#### Work instructions
The expected answer comprises all lines from the entries that contain the string "DefaultOnFailure".

#### Exercise data
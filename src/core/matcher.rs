//! File selection rules for packaging: extension allow-list plus
//! directory pruning for VCS metadata and build output.

use std::collections::BTreeSet;
use std::ffi::OsStr;
use std::path::Path;

use serde::{Deserialize, Serialize};

use crate::core::pack::PackError;

/// Directory names pruned from every walk unless the config overrides them.
pub const DEFAULT_EXCLUDED_DIRS: &[&str] = &[
    ".git",
    ".hg",
    ".svn",
    ".bzr",
    "target",
    "node_modules",
    "dist",
    "build",
    "__pycache__",
    ".venv",
    "venv",
    ".mypy_cache",
    ".pytest_cache",
    ".tox",
    ".idea",
    ".vscode",
];

/// Accepted file extensions, stored lowercase without the leading dot.
/// Never empty.
#[derive(Debug, Clone, PartialEq, Eq, Serialize, Deserialize)]
#[serde(try_from = "Vec<String>", into = "Vec<String>")]
pub struct ExtensionSet {
    exts: BTreeSet<String>,
}

impl ExtensionSet {
    pub fn new<I, S>(exts: I) -> Result<Self, PackError>
    where
        I: IntoIterator<Item = S>,
        S: AsRef<str>,
    {
        let exts: BTreeSet<String> = exts
            .into_iter()
            .map(|e| e.as_ref().trim().trim_start_matches('.').to_ascii_lowercase())
            .filter(|e| !e.is_empty())
            .collect();

        if exts.is_empty() {
            return Err(PackError::EmptyExtensions);
        }
        Ok(Self { exts })
    }

    /// Parse a comma separated list such as `py,rs,.md`.
    pub fn parse_list(list: &str) -> Result<Self, PackError> {
        Self::new(list.split(','))
    }

    pub fn contains(&self, ext: &str) -> bool {
        self.exts.contains(&ext.to_ascii_lowercase())
    }

    pub fn iter(&self) -> impl Iterator<Item = &str> {
        self.exts.iter().map(String::as_str)
    }
}

impl TryFrom<Vec<String>> for ExtensionSet {
    type Error = PackError;

    fn try_from(v: Vec<String>) -> Result<Self, Self::Error> {
        Self::new(v)
    }
}

impl From<ExtensionSet> for Vec<String> {
    fn from(set: ExtensionSet) -> Self {
        set.exts.into_iter().collect()
    }
}

/// Extension of the final path component: the suffix after its last `.`.
/// Dotfiles like `.gitignore` and names ending in `.` have none.
pub fn extension_of(path: &Path) -> Option<&str> {
    let name = path.file_name()?.to_str()?;
    let (stem, ext) = name.rsplit_once('.')?;
    if stem.is_empty() || ext.is_empty() {
        return None;
    }
    Some(ext)
}

/// True when `path` (relative to its source root) carries an accepted
/// extension.
pub fn accepts(path: &Path, extensions: &ExtensionSet) -> bool {
    extension_of(path).is_some_and(|ext| extensions.contains(ext))
}

/// Directory names that are never descended into.
#[derive(Debug, Clone)]
pub struct DirExclusions {
    names: BTreeSet<String>,
}

impl DirExclusions {
    pub fn new<I, S>(names: I) -> Self
    where
        I: IntoIterator<Item = S>,
        S: AsRef<str>,
    {
        Self {
            names: names
                .into_iter()
                .map(|n| n.as_ref().trim_end_matches('/').to_string())
                .filter(|n| !n.is_empty())
                .collect(),
        }
    }

    pub fn is_excluded(&self, dir_name: &OsStr) -> bool {
        dir_name
            .to_str()
            .is_some_and(|n| self.names.contains(n))
    }
}

impl Default for DirExclusions {
    fn default() -> Self {
        Self::new(DEFAULT_EXCLUDED_DIRS)
    }
}
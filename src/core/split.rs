//! Filepath: src/core/split.rs
//! Reply-to-files pipeline shared by `relay split` and code turns:
//! save the raw reply, scan it, materialize the blocks.

use std::path::{Path, PathBuf};

use anyhow::Result;
use tracing::{info, instrument};

use crate::cli::{AppContext, SelectionArgs, SplitArgs};
use crate::core::exit::IncompleteWrite;
use crate::core::materialize::{
    MaterializationResult, MaterializeError, MaterializeOptions, Tally, materialize,
    prepare_output_root, write_raw_artifact,
};
use crate::core::reply::{ParsedReply, parse};
use crate::core::report::{self, TurnReport};
use crate::infra::config::{PipelineConfig, load_config};
use crate::infra::fs::{DryRunFs, FsBackend, RealFs};
use crate::infra::utils::read_input;

/// Everything one processed reply produced.
#[derive(Debug)]
pub struct TurnOutcome {
    pub output_root: PathBuf,
    pub raw_artifact: PathBuf,
    pub parsed: ParsedReply,
    pub results: Vec<MaterializationResult>,
}

impl TurnOutcome {
    pub fn report(&self, dry_run: bool) -> TurnReport<'_> {
        TurnReport::new(&self.output_root, &self.raw_artifact, &self.parsed, &self.results, dry_run)
    }

    /// Err when any block was skipped or failed.
    pub fn ensure_complete(&self) -> Result<(), IncompleteWrite> {
        let tally = Tally::of(&self.results);
        if tally.all_written() {
            Ok(())
        } else {
            Err(IncompleteWrite {
                unwritten: self.results.len() - tally.written,
                total: self.results.len(),
            })
        }
    }
}

/// Raw artifact first, then parse, then write. Only the output root and
/// the raw artifact can fail the whole call.
#[instrument(skip_all, fields(bytes = reply.len()))]
pub fn process_reply<F: FsBackend>(
    fs: &F,
    reply: &str,
    output_dir: &Path,
    opts: &MaterializeOptions,
) -> Result<TurnOutcome, MaterializeError> {
    let output_root = prepare_output_root(fs, output_dir)?;
    let raw_artifact = write_raw_artifact(fs, &output_root, reply)?;

    let parsed = parse(reply);
    let results = materialize(fs, &parsed.files, &output_root, opts);

    info!(
        files = parsed.files.len(),
        written = results.iter().filter(|r| r.is_written()).count(),
        "reply processed"
    );
    Ok(TurnOutcome { output_root, raw_artifact, parsed, results })
}

/// Same as [`process_reply`] against the real disk, or a recording
/// stand-in under `--dry-run`.
pub fn process_with_context(
    reply: &str,
    output_dir: &Path,
    opts: &MaterializeOptions,
    ctx: &AppContext,
) -> Result<TurnOutcome, MaterializeError> {
    let real = RealFs;
    if ctx.dry_run {
        process_reply(&DryRunFs::new(&real), reply, output_dir, opts)
    } else {
        process_reply(&real, reply, output_dir, opts)
    }
}

/// `relay split`
pub fn run(args: SplitArgs, ctx: &AppContext) -> Result<()> {
    let cfg = PipelineConfig::resolve(&load_config()?, &SelectionArgs::default(), Some(&args.output))?;
    let reply = read_input(args.input.reply.as_deref(), args.input.stdin, args.input.from_clipboard)?;

    let outcome = process_with_context(&reply, &cfg.output_dir, &cfg.materialize, ctx)?;
    report::print(&outcome.report(ctx.dry_run), ctx, args.json)?;
    outcome.ensure_complete()?;
    Ok(())
}

#[cfg(test)]
mod tests {
    use super::*;
    use crate::core::materialize::{Outcome, RAW_ARTIFACT};
    use crate::infra::fs::MemoryFs;

    #[test]
    fn raw_artifact_written_even_when_nothing_parses() {
        let fs = MemoryFs::new();
        let reply = "Sorry, I cannot help with that.";
        let outcome =
            process_reply(&fs, reply, Path::new("/out"), &MaterializeOptions::default()).unwrap();

        assert!(outcome.results.is_empty());
        assert!(outcome.parsed.is_ambiguous());
        assert_eq!(fs.read_string(format!("/out/{RAW_ARTIFACT}")).as_deref(), Some(reply));
        assert!(outcome.ensure_complete().is_ok());
    }

    #[test]
    fn incomplete_when_a_block_is_skipped() {
        let fs = MemoryFs::new().with_file("/out/a.py", "keep");
        let reply = "<file path=\"a.py\">\nnew</file>\n<file path=\"b.py\">\nb</file>\n";
        let outcome =
            process_reply(&fs, reply, Path::new("/out"), &MaterializeOptions::default()).unwrap();

        assert!(matches!(outcome.results[0].outcome, Outcome::SkippedExists { .. }));
        assert!(outcome.results[1].is_written());
        let err = outcome.ensure_complete().unwrap_err();
        assert_eq!((err.unwritten, err.total), (1, 2));
    }

    #[test]
    fn raw_artifact_keeps_full_reply_when_a_block_claims_its_name() {
        let fs = MemoryFs::new();
        let reply = "Intro prose.\n<file path=\"concatenated_output.txt\">\nx</file>\ntrailing prose";
        let opts = MaterializeOptions { overwrite: true, ..Default::default() };
        let outcome = process_reply(&fs, reply, Path::new("/out"), &opts).unwrap();

        assert!(matches!(outcome.results[0].outcome, Outcome::SkippedInvalidPath { .. }));
        assert_eq!(fs.read_string(format!("/out/{RAW_ARTIFACT}")).as_deref(), Some(reply));
        assert!(outcome.ensure_complete().is_err());
    }

    #[test]
    fn uncreatable_root_is_fatal() {
        let fs = MemoryFs::new().with_file("/out", "a file");
        let err = process_reply(&fs, "x", Path::new("/out/sub"), &MaterializeOptions::default())
            .unwrap_err();
        assert!(matches!(err, MaterializeError::CreateRoot { .. }));
    }
}
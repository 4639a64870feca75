use axum::{
    http::StatusCode,
    response::IntoResponse,
    routing::{get, post},
    Json, Router,
};
use tower_http::{
    cors::CorsLayer,
    trace::{DefaultMakeSpan, DefaultOnFailure, DefaultOnRequest, DefaultOnResponse, TraceLayer},
};
use tracing::Level;

use common::{metrics::encode_metrics, types::{ErrorBody, Health}};
use models::{Entity, Item, Order, Product, Review, User};
use service::{DynCrud, Services};

use crate::controllers;
use crate::openapi;

#[utoipa::path(
    get,
    path = "/health",
    tag = "health",
    responses((status = 200, description = "Service is up", body = crate::openapi::HealthResponse))
)]
pub async fn health() -> Json<Health> {
    Json(Health { status: "ok" })
}

async fn metrics() -> impl IntoResponse {
    encode_metrics()
}

async fn openapi_json() -> Json<utoipa::openapi::OpenApi> {
    Json(openapi::api_doc())
}

async fn not_found() -> (StatusCode, Json<ErrorBody>) {
    (StatusCode::NOT_FOUND, Json(ErrorBody::new("Route not found")))
}

/// Routes of one collection, meant to be nested at `/api/<plural>`.
pub fn entity_router<E: Entity>(crud: DynCrud<E>) -> Router {
    Router::new()
        .route("/", get(controllers::list::<E>).post(controllers::create::<E>))
        .route("/stats", get(controllers::stats::<E>))
        .route("/search", get(controllers::search::<E>))
        .route("/audit", get(controllers::audit::<E>))
        .route(
            "/bulk",
            post(controllers::bulk_create::<E>)
                .patch(controllers::bulk_update::<E>)
                .delete(controllers::bulk_delete::<E>),
        )
        .route(
            "/:id",
            get(controllers::get_one::<E>)
                .put(controllers::update::<E>)
                .patch(controllers::update::<E>)
                .delete(controllers::remove::<E>),
        )
        .with_state(crud)
}

fn nest_path<E: Entity>() -> String {
    format!("/api/{}", E::PLURAL)
}

/// Build the full application router: the five collections plus health, metrics and docs.
pub fn build_router(services: &Services, cors: CorsLayer) -> Router {
    Router::new()
        .route("/health", get(health))
        .route("/metrics", get(metrics))
        .route("/api-docs/openapi.json", get(openapi_json))
        .nest(&nest_path::<Item>(), entity_router::<Item>(services.items.clone()))
        .nest(&nest_path::<User>(), entity_router::<User>(services.users.clone()))
        .nest(&nest_path::<Product>(), entity_router::<Product>(services.products.clone()))
        .nest(&nest_path::<Order>(), entity_router::<Order>(services.orders.clone()))
        .nest(&nest_path::<Review>(), entity_router::<Review>(services.reviews.clone()))
        .fallback(not_found)
        .layer(cors)
        .layer(
            TraceLayer::new_for_http()
                // 每次请求创建 span，包含方法和路径
                .make_span_with(DefaultMakeSpan::new().level(Level::INFO).include_headers(false))
                .on_request(DefaultOnRequest::new().level(Level::INFO))
                // 响应返回时打点，包含状态码与耗时
                .on_response(DefaultOnResponse::new().level(Level::INFO).include_headers(false))
                // 失败（5xx 等）时以 ERROR 记录
                .on_failure(DefaultOnFailure::new().level(Level::ERROR)),
        )
}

#### Result of the task
    trace::{DefaultMakeSpan, DefaultOnFailure, DefaultOnRequest, DefaultOnResponse, TraceLayer},
                .on_failure(DefaultOnFailure::new().level(Level::ERROR)),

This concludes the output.